§ **Work instructions**: Stop after the line containing "pub mod time_fmt;"; retype every line of the data before it exactly, starting from the first.

══════════

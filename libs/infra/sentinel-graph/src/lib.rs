//! Typed, tenant-scoped adapter over the property-graph backend. This is
//! the only crate that issues raw queries against `nodes`/`edges`; every
//! other component goes through [`GraphStore`].

pub mod client;
pub mod error;
pub mod retry;
pub mod schema;
pub mod store;
pub mod time_fmt;

pub use client::GraphClient;
pub use error::GraphError;
pub use store::{
    BatchResult, Direction, EdgeApplyOutcome, GraphStats, GraphStore, NodeFilter, Page,
    StoredNode, UpsertResult,
};
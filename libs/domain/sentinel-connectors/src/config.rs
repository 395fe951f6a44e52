use crate::secret::CredentialRef;

/// Connector-agnostic tuning knobs. Concrete connectors read whichever
/// fields apply to them (a cloud connector uses `regions`, an identity
/// connector ignores it).
#[derive(Debug, Clone)]
pub struct ConnectorConfig {
    pub credential_ref: CredentialRef,
    pub base_url: Option<String>,
    pub regions: Vec<String>,
    pub max_parallelism: usize,
    pub page_size: u32,
    pub requests_per_second: u32,
    pub burst_size: u32,
    /// Resource-kind allowlist (e.g. `"Host"`, `"Application"`). Empty
    /// means "no restriction" — every kind a connector can produce is kept.
    pub include: Vec<String>,
    /// Resource-kind denylist, applied after `include`. A kind named in
    /// both lists is excluded.
    pub exclude: Vec<String>,
}

impl ConnectorConfig {
    pub fn new(credential_ref: impl Into<CredentialRef>) -> Self {
        Self {
            credential_ref: credential_ref.into(),
            base_url: None,
            regions: Vec::new(),
            max_parallelism: 8,
            page_size: 100,
            requests_per_second: 10,
            burst_size: 10,
            include: Vec::new(),
            exclude: Vec::new(),
        }
    }

    pub fn with_base_url(mut self, base_url: impl Into<String>) -> Self {
        self.base_url = Some(base_url.into());
        self
    }

    pub fn with_regions(mut self, regions: Vec<String>) -> Self {
        self.regions = regions;
        self
    }

    pub fn with_max_parallelism(mut self, max_parallelism: usize) -> Self {
        self.max_parallelism = max_parallelism.max(1);
        self
    }

    pub fn with_include(mut self, include: Vec<String>) -> Self {
        self.include = include;
        self
    }

    pub fn with_exclude(mut self, exclude: Vec<String>) -> Self {
        self.exclude = exclude;
        self
    }

    /// Whether a node kind (as returned by `NodeKind::label()`) survives
    /// this config's allow/deny lists. An empty `include` allows everything
    /// that isn't separately excluded.
    pub fn allows_kind(&self, kind_label: &str) -> bool {
        let allowed = self.include.is_empty() || self.include.iter().any(|k| k == kind_label);
        allowed && !self.exclude.iter().any(|k| k == kind_label)
    }
}

#[cfg(test)]
mod tests {
    use super::*;

    #[test]
    fn empty_include_allows_everything_not_excluded() {
        let config = ConnectorConfig::new("cred").with_exclude(vec!["Policy".to_string()]);
        assert!(config.allows_kind("Host"));
        assert!(!config.allows_kind("Policy"));
    }

    #[test]
    fn non_empty_include_is_an_allowlist() {
        let config = ConnectorConfig::new("cred").with_include(vec!["Host".to_string()]);
        assert!(config.allows_kind("Host"));
        assert!(!config.allows_kind("Vpc"));
    }

    #[test]
    fn exclude_wins_over_include() {
        let config = ConnectorConfig::new("cred")
            .with_include(vec!["Host".to_string()])
            .with_exclude(vec!["Host".to_string()]);
        assert!(!config.allows_kind("Host"));
    }
}
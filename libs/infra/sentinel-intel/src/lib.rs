//! Vulnerability enrichment: KEV membership, EPSS likelihood, NVD metadata,
//! the (name, version) -> CPE mapping table, and the orchestrator that joins
//! all three per CVE before writing `Vulnerability` nodes into the graph.

pub mod cpe;
pub mod epss;
pub mod error;
pub mod kev;
pub mod nvd;
pub mod orchestrator;

pub use cpe::CpeMapping;
pub use epss::{EpssClient, EpssSource, ReqwestEpssSource};
pub use error::IntelError;
pub use kev::{KevCache, KevCatalogEntry, KevMembership, KevSource, ReqwestKevSource};
pub use nvd::{NvdCveMetadata, NvdClient, NvdRateRegime, NvdSource, ReqwestNvdSource};
pub use orchestrator::{EnrichmentOrchestrator, EnrichmentSummary};
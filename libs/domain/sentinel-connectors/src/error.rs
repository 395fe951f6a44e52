use thiserror::Error;

/// Fault taxonomy for connector execution. Bracketed codes mirror the
/// convention used across the other infra crates so operators can grep logs
/// by prefix regardless of which connector emitted them.
#[derive(Debug, Error)]
pub enum ConnectorError {
    #[error("[CONNECTOR_CONFIG_FAULT] {0}")]
    Config(String),

    #[error("[CONNECTOR_CREDENTIAL_FAULT] {0}")]
    Credential(String),

    #[error("[CONNECTOR_TRANSIENT_FAULT] {0}")]
    Transient(String),

    #[error("[CONNECTOR_RATE_LIMITED] retry after {retry_after_secs}s")]
    RateLimited { retry_after_secs: u64 },

    #[error("[CONNECTOR_TERMINAL_FAULT] {0}")]
    Terminal(String),

    #[error("[CONNECTOR_HEALTH_FAULT] {0}")]
    HealthCheckFailed(String),
}

impl ConnectorError {
    /// Whether a retry loop should attempt this call again. Rate limits and
    /// transient faults are retryable; everything else (bad config, expired
    /// credentials, a 4xx that isn't a 429) is not.
    pub fn is_retryable(&self) -> bool {
        matches!(
            self,
            ConnectorError::Transient(_) | ConnectorError::RateLimited { .. }
        )
    }
}

impl From<ConnectorError> for sentinel_core::CoreError {
    fn from(err: ConnectorError) -> Self {
        match err {
            ConnectorError::Config(msg) => sentinel_core::CoreError::ConfigError(msg),
            ConnectorError::Credential(msg) => sentinel_core::CoreError::CredentialError(msg),
            ConnectorError::Transient(msg) => sentinel_core::CoreError::TransientFailure(msg),
            ConnectorError::RateLimited { retry_after_secs } => {
                sentinel_core::CoreError::TransientFailure(format!(
                    "rate limited, retry after {retry_after_secs}s"
                ))
            }
            ConnectorError::Terminal(msg) => sentinel_core::CoreError::ConfigError(msg),
            ConnectorError::HealthCheckFailed(msg) => {
                sentinel_core::CoreError::TransientFailure(msg)
            }
        }
    }
}
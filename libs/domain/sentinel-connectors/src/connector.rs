use async_trait::async_trait;
use chrono::{DateTime, Utc};
use sentinel_core::{Edge, EdgeAttrs, EdgeType, TenantContext};
use tokio_util::sync::CancellationToken;

use crate::error::ConnectorError;
use crate::sync_result::SyncResult;

/// Uniform lifecycle every connector implements, regardless of source type:
/// `configure` validates its own config up front (so a typo'd region or a
/// missing credential ref fails before any network call), `health_check`
/// makes one cheap call to confirm reachability and valid credentials, and
/// `discover` does the actual enumeration. `cancel` is checked cooperatively
/// at pagination/sub-request boundaries; an observed cancellation stops
/// enumeration early and returns whatever was already collected with
/// `SyncStatus::Cancelled` rather than erroring out.
#[async_trait]
pub trait Connector: Send + Sync {
    /// Stable identifier used in logs, scan history, and the
    /// single-run-per-`(tenant, connector)` guard.
    fn name(&self) -> &'static str;

    async fn configure(&self) -> Result<(), ConnectorError>;

    async fn health_check(&self) -> Result<(), ConnectorError>;

    async fn discover(
        &self,
        ctx: &TenantContext,
        now: DateTime<Utc>,
        cancel: &CancellationToken,
    ) -> Result<SyncResult, ConnectorError>;
}

/// Fills in the fields every edge needs beyond its type and endpoints, so
/// call sites read as what the edge means rather than a seven-argument
/// constructor.
pub fn make_edge(
    ctx: &TenantContext,
    edge_type: EdgeType,
    source_id: impl Into<String>,
    target_id: impl Into<String>,
    attrs: EdgeAttrs,
    now: DateTime<Utc>,
) -> Edge {
    Edge::new(
        ctx.tenant_id().clone(),
        edge_type,
        source_id.into(),
        target_id.into(),
        attrs,
        now,
    )
}
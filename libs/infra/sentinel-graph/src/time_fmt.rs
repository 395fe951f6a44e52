use chrono::{DateTime, SecondsFormat, Utc};

/// Fixed-precision RFC3339 rendering (nanosecond, `Z` suffix) so stored
/// timestamps compare correctly both lexicographically (for `MAX()` in SQL)
/// and after being parsed back with `parse_rfc3339`.
pub fn to_rfc3339(ts: DateTime<Utc>) -> String {
    ts.to_rfc3339_opts(SecondsFormat::Nanos, true)
}

pub fn parse_rfc3339(s: &str) -> DateTime<Utc> {
    DateTime::parse_from_rfc3339(s)
        .map(|dt| dt.with_timezone(&Utc))
        .unwrap_or_else(|_| Utc::now())
}
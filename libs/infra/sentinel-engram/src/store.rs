use std::path::PathBuf;

use async_trait::async_trait;
use tracing::instrument;

use crate::error::EngramError;

/// The append-only, content-addressed object surface. A session is written
/// once, under its content address, and never mutated afterward — there is
/// deliberately no `delete`/`update` method on this trait.
#[async_trait]
pub trait ObjectStore: Send + Sync {
    async fn put(&self, tenant_id: &str, address: &str, bytes: &[u8]) -> Result<(), EngramError>;
    async fn get(&self, tenant_id: &str, address: &str) -> Result<Vec<u8>, EngramError>;
}

/// Filesystem-backed object store, one subdirectory per tenant, keyed by
/// content address. This is the default for local runs and tests; a
/// production deployment can substitute a different `ObjectStore`
/// implementation (e.g. object storage) without touching session capture.
pub struct FilesystemObjectStore {
    root: PathBuf,
}

impl FilesystemObjectStore {
    pub fn new(root: impl Into<PathBuf>) -> Self {
        Self { root: root.into() }
    }

    fn path_for(&self, tenant_id: &str, address: &str) -> PathBuf {
        self.root.join(tenant_id).join(address)
    }
}

#[async_trait]
impl ObjectStore for FilesystemObjectStore {
    #[instrument(skip(self, bytes), fields(tenant_id, address, bytes = bytes.len()))]
    async fn put(&self, tenant_id: &str, address: &str, bytes: &[u8]) -> Result<(), EngramError> {
        let dir = self.root.join(tenant_id);
        tokio::fs::create_dir_all(&dir)
            .await
            .map_err(|e| EngramError::StoreUnavailable(e.to_string()))?;

        let path = self.path_for(tenant_id, address);
        if tokio::fs::try_exists(&path).await.unwrap_or(false) {
            // Content-addressed: an object already at this address is byte
            // identical by construction, so writing it again is a no-op.
            return Ok(());
        }

        tokio::fs::write(&path, bytes)
            .await
            .map_err(|e| EngramError::StoreUnavailable(e.to_string()))
    }

    #[instrument(skip(self))]
    async fn get(&self, tenant_id: &str, address: &str) -> Result<Vec<u8>, EngramError> {
        let path = self.path_for(tenant_id, address);
        tokio::fs::read(&path)
            .await
            .map_err(|_| EngramError::NotFound(address.to_string()))
    }
}

#[cfg(test)]
mod tests {
    use super::*;

    #[tokio::test]
    async fn round_trips_bytes_by_address() {
        let dir = tempfile::tempdir().unwrap();
        let store = FilesystemObjectStore::new(dir.path());
        store.put("t1", "abc123", b"hello").await.unwrap();
        let read = store.get("t1", "abc123").await.unwrap();
        assert_eq!(read, b"hello");
    }

    #[tokio::test]
    async fn get_missing_address_is_not_found() {
        let dir = tempfile::tempdir().unwrap();
        let store = FilesystemObjectStore::new(dir.path());
        let err = store.get("t1", "missing").await.unwrap_err();
        assert!(matches!(err, EngramError::NotFound(_)));
    }
}
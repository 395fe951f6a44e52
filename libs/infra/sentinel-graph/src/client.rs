use std::sync::Arc;

use libsql::{Builder, Connection, Database};
use tracing::{info, instrument};

use crate::error::GraphError;
use crate::schema::apply_schema;

/// Thin connection wrapper, grounded on the teacher's `TursoClient`: one
/// `Database` shared across the process, with a persistent "anchor"
/// connection to keep an in-memory database's schema alive across the
/// separate connections each operation opens.
#[derive(Clone)]
pub struct GraphClient {
    database: Arc<Database>,
    _memory_anchor: Option<Arc<Connection>>,
}

impl GraphClient {
    #[instrument(skip(auth_token))]
    pub async fn connect(database_url: &str, auth_token: Option<String>) -> Result<Self, GraphError> {
        if database_url.is_empty() {
            return Err(GraphError::Connection("SENTINEL_DB_URL is empty".into()));
        }

        let is_remote = database_url.starts_with("libsql://") || database_url.starts_with("https://");
        let is_memory = database_url.contains(":memory:") || database_url.contains("mode=memory");

        let database = if is_remote {
            let token = auth_token
                .ok_or_else(|| GraphError::Connection("remote graph backend requires an auth token".into()))?;
            Builder::new_remote(database_url.to_string(), token)
                .build()
                .await
        } else {
            Builder::new_local(database_url).build().await
        }
        .map_err(|e| GraphError::Connection(format!("driver init failed: {e}")))?;

        let shared = Arc::new(database);
        let mut anchor = None;

        if is_memory {
            let anchor_conn = shared
                .connect()
                .map_err(|e| GraphError::Connection(format!("anchor connect failed: {e}")))?;
            apply_schema(&anchor_conn).await?;
            anchor = Some(Arc::new(anchor_conn));
            info!("in-memory graph backend anchored");
        } else {
            let bootstrap_conn = shared
                .connect()
                .map_err(|e| GraphError::Connection(format!("bootstrap connect failed: {e}")))?;
            apply_schema(&bootstrap_conn).await?;
        }

        Ok(Self {
            database: shared,
            _memory_anchor: anchor,
        })
    }

    pub fn connection(&self) -> Result<Connection, GraphError> {
        self.database
            .connect()
            .map_err(|e| GraphError::Connection(e.to_string()))
    }
}
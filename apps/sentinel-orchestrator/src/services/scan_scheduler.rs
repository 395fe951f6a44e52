use std::sync::Arc;
use std::time::Duration;

use sentinel_core::{TenantContext, TenantId};
use tokio::time::interval;
use tracing::{info, warn};

use crate::repositories::ControlPlaneRepository;
use crate::services::connector_registry::ConnectorRegistry;
use crate::services::scan_runner::ScanRunner;

/// Triggers every enabled `(tenant, connector)` pair on its configured
/// interval, in addition to the explicit on-request path exposed over HTTP
/// (spec §4.7 "on a schedule or on explicit request"). `AlreadyRunning` from
/// an overlapping on-request scan is expected and simply skipped until the
/// next tick.
pub async fn spawn_scan_scheduler(
    repository: ControlPlaneRepository,
    registry: Arc<ConnectorRegistry>,
    runner: Arc<ScanRunner>,
    poll_interval: Duration,
) {
    let mut ticker = interval(poll_interval);

    tokio::spawn(async move {
        info!("scan scheduler started");
        loop {
            ticker.tick().await;

            let configs = match repository.list_enabled_connector_configs().await {
                Ok(configs) => configs,
                Err(err) => {
                    warn!(error = %err, "failed to list connector configs");
                    continue;
                }
            };

            for config in configs {
                let Some(connector) = registry.get(&config.connector_name) else {
                    warn!(connector = %config.connector_name, "no connector registered for this name");
                    continue;
                };

                let ctx = TenantContext::new(TenantId::new(config.tenant_id.clone()));
                match runner.run(&ctx, connector.as_ref()).await {
                    Ok(scan_id) => {
                        info!(scan_id, tenant = %config.tenant_id, connector = %config.connector_name, "scheduled scan completed");
                    }
                    Err(err) => {
                        warn!(tenant = %config.tenant_id, connector = %config.connector_name, error = %err, "scheduled scan did not complete");
                    }
                }
            }
        }
    });
}
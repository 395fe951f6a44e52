use std::time::Instant;

use chrono::{DateTime, Utc};
use sentinel_core::TenantContext;
use tokio_util::sync::CancellationToken;
use tracing::{info, instrument};

use crate::connector::Connector;
use crate::error::ConnectorError;
use crate::sync_result::SyncResult;

/// Runs one connector through its full lifecycle: `configure`, then
/// `health_check`, then `discover`. Each stage's failure is terminal for the
/// run — there's no point enumerating resources against a source that just
/// failed its health check. Individual connectors are responsible for their
/// own per-request retry/backoff inside `discover`; this only wraps the
/// outer contract and timing. `cancel` is forwarded to `discover` so a
/// caller can request cooperative cancellation mid-run; a cancel observed
/// before `discover` even starts short-circuits to an empty cancelled
/// result rather than making the call at all.
#[instrument(skip(connector, ctx, cancel), fields(connector = connector.name()))]
pub async fn run_connector(
    connector: &dyn Connector,
    ctx: &TenantContext,
    now: DateTime<Utc>,
    cancel: &CancellationToken,
) -> Result<SyncResult, ConnectorError> {
    let started = Instant::now();
    connector.configure().await?;
    connector.health_check().await?;
    if cancel.is_cancelled() {
        let mut result = SyncResult::new();
        result.status = crate::sync_result::SyncStatus::Cancelled;
        return Ok(result);
    }
    let result = connector.discover(ctx, now, cancel).await?;
    info!(
        nodes = result.nodes.len(),
        edges = result.edges.len(),
        resources_seen = result.resources_seen,
        resources_failed = result.resources_failed,
        status = ?result.status,
        elapsed_ms = started.elapsed().as_millis() as u64,
        "connector run complete"
    );
    Ok(result)
}

#[cfg(test)]
mod tests {
    use super::*;
    use async_trait::async_trait;
    use sentinel_core::TenantId;
    use std::sync::atomic::{AtomicBool, Ordering};
    use std::sync::Mutex;

    struct RecordingConnector {
        configured: AtomicBool,
        health_checked: AtomicBool,
        discover_calls: Mutex<u32>,
    }

    #[async_trait]
    impl Connector for RecordingConnector {
        fn name(&self) -> &'static str {
            "recording"
        }

        async fn configure(&self) -> Result<(), ConnectorError> {
            self.configured.store(true, Ordering::SeqCst);
            Ok(())
        }

        async fn health_check(&self) -> Result<(), ConnectorError> {
            self.health_checked.store(true, Ordering::SeqCst);
            Ok(())
        }

        async fn discover(
            &self,
            _ctx: &TenantContext,
            _now: DateTime<Utc>,
            _cancel: &CancellationToken,
        ) -> Result<SyncResult, ConnectorError> {
            *self.discover_calls.lock().unwrap() += 1;
            Ok(SyncResult::new())
        }
    }

    #[tokio::test]
    async fn runs_lifecycle_stages_in_order() {
        let connector = RecordingConnector {
            configured: AtomicBool::new(false),
            health_checked: AtomicBool::new(false),
            discover_calls: Mutex::new(0),
        };
        let ctx = TenantContext::new(TenantId::new("t1"));
        run_connector(&connector, &ctx, Utc::now(), &CancellationToken::new())
            .await
            .unwrap();
        assert!(connector.configured.load(Ordering::SeqCst));
        assert!(connector.health_checked.load(Ordering::SeqCst));
        assert_eq!(*connector.discover_calls.lock().unwrap(), 1);
    }

    struct FailingHealthCheck;

    #[async_trait]
    impl Connector for FailingHealthCheck {
        fn name(&self) -> &'static str {
            "failing"
        }

        async fn configure(&self) -> Result<(), ConnectorError> {
            Ok(())
        }

        async fn health_check(&self) -> Result<(), ConnectorError> {
            Err(ConnectorError::HealthCheckFailed("unreachable".into()))
        }

        async fn discover(
            &self,
            _ctx: &TenantContext,
            _now: DateTime<Utc>,
            _cancel: &CancellationToken,
        ) -> Result<SyncResult, ConnectorError> {
            panic!("discover must not run when health_check fails");
        }
    }

    #[tokio::test]
    async fn health_check_failure_short_circuits_discover() {
        let ctx = TenantContext::new(TenantId::new("t1"));
        let result = run_connector(&FailingHealthCheck, &ctx, Utc::now(), &CancellationToken::new()).await;
        assert!(matches!(result, Err(ConnectorError::HealthCheckFailed(_))));
    }

    struct AlwaysCancelled;

    #[async_trait]
    impl Connector for AlwaysCancelled {
        fn name(&self) -> &'static str {
            "always-cancelled"
        }

        async fn configure(&self) -> Result<(), ConnectorError> {
            Ok(())
        }

        async fn health_check(&self) -> Result<(), ConnectorError> {
            Ok(())
        }

        async fn discover(
            &self,
            _ctx: &TenantContext,
            _now: DateTime<Utc>,
            _cancel: &CancellationToken,
        ) -> Result<SyncResult, ConnectorError> {
            panic!("discover must not run when cancel is already observed");
        }
    }

    #[tokio::test]
    async fn cancel_observed_before_discover_short_circuits() {
        let ctx = TenantContext::new(TenantId::new("t1"));
        let cancel = CancellationToken::new();
        cancel.cancel();
        let result = run_connector(&AlwaysCancelled, &ctx, Utc::now(), &cancel)
            .await
            .unwrap();
        assert_eq!(result.status, crate::sync_result::SyncStatus::Cancelled);
    }
}
//! Shared tracing/observability bootstrap for every Sentinel process.
//!
//! Each binary and long-running daemon calls [`init_tracing`] once, at
//! startup, before doing anything else that might log or panic.

use std::panic;

use tracing::{error, info, instrument};
use tracing_subscriber::layer::SubscriberExt;
use tracing_subscriber::util::SubscriberInitExt;
use tracing_subscriber::{fmt as formatting_layer, EnvFilter};

/// Initializes the global `tracing` subscriber and installs a panic hook
/// that reports unwinds through the same pipeline as ordinary logs.
///
/// `RUST_LOG` takes precedence when set; otherwise `service_name` gets a
/// sensible per-service default (`debug` in debug builds, `info` in
/// release), with noisy infrastructure crates quieted to `warn`/`error`.
///
/// Debug builds get a compact, human-oriented formatter. Release builds
/// emit flattened JSON, suitable for ingestion by a log pipeline.
#[instrument(skip_all)]
pub fn init_tracing(service_name: &str) {
    let filter = EnvFilter::try_from_default_env().unwrap_or_else(|_| {
        format!(
            "{}={level},tower_http=warn,hyper=warn,libsql=error",
            service_name,
            level = if cfg!(debug_assertions) { "debug" } else { "info" }
        )
        .into()
    });

    if cfg!(debug_assertions) {
        tracing_subscriber::registry()
            .with(filter)
            .with(formatting_layer::layer().compact().with_target(false))
            .init();
    } else {
        tracing_subscriber::registry()
            .with(filter)
            .with(formatting_layer::layer().json().flatten_event(true))
            .init();
    }

    install_panic_hook(service_name);

    info!("telemetry initialized for {}", service_name);
}

/// Routes panics in any thread (including spawned daemons) through
/// `tracing::error!` before the default hook unwinds the process, so a
/// panic in a background task is never silent.
fn install_panic_hook(service_name: &str) {
    let service = service_name.to_string();

    panic::set_hook(Box::new(move |info| {
        let location = info
            .location()
            .map(|l| format!("{}:{}:{}", l.file(), l.line(), l.column()))
            .unwrap_or_else(|| "unknown".to_string());

        let payload = info
            .payload()
            .downcast_ref::<&str>()
            .copied()
            .or_else(|| info.payload().downcast_ref::<String>().map(|s| s.as_str()))
            .unwrap_or("<no panic message>");

        error!(
            target: "panic",
            service = %service,
            location = %location,
            "thread panicked: {}",
            payload
        );
    }));
}

#[cfg(test)]
mod tests {
    use super::*;

    #[test]
    fn install_panic_hook_does_not_panic_itself() {
        install_panic_hook("test-service");
        let _ = panic::take_hook();
    }
}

══════════

§ **Response box**:
filename libs/infra/sentinel-graph/src/lib.rs
//! Typed, tenant-scoped adapter over the property-graph backend. This is
//! the only crate that issues raw queries against `nodes`/`edges`; every
//! other component goes through [`GraphStore`].

pub mod client;
pub mod error;
pub mod retry;
pub mod schema;
pub mod store;
pub mod time_fmt;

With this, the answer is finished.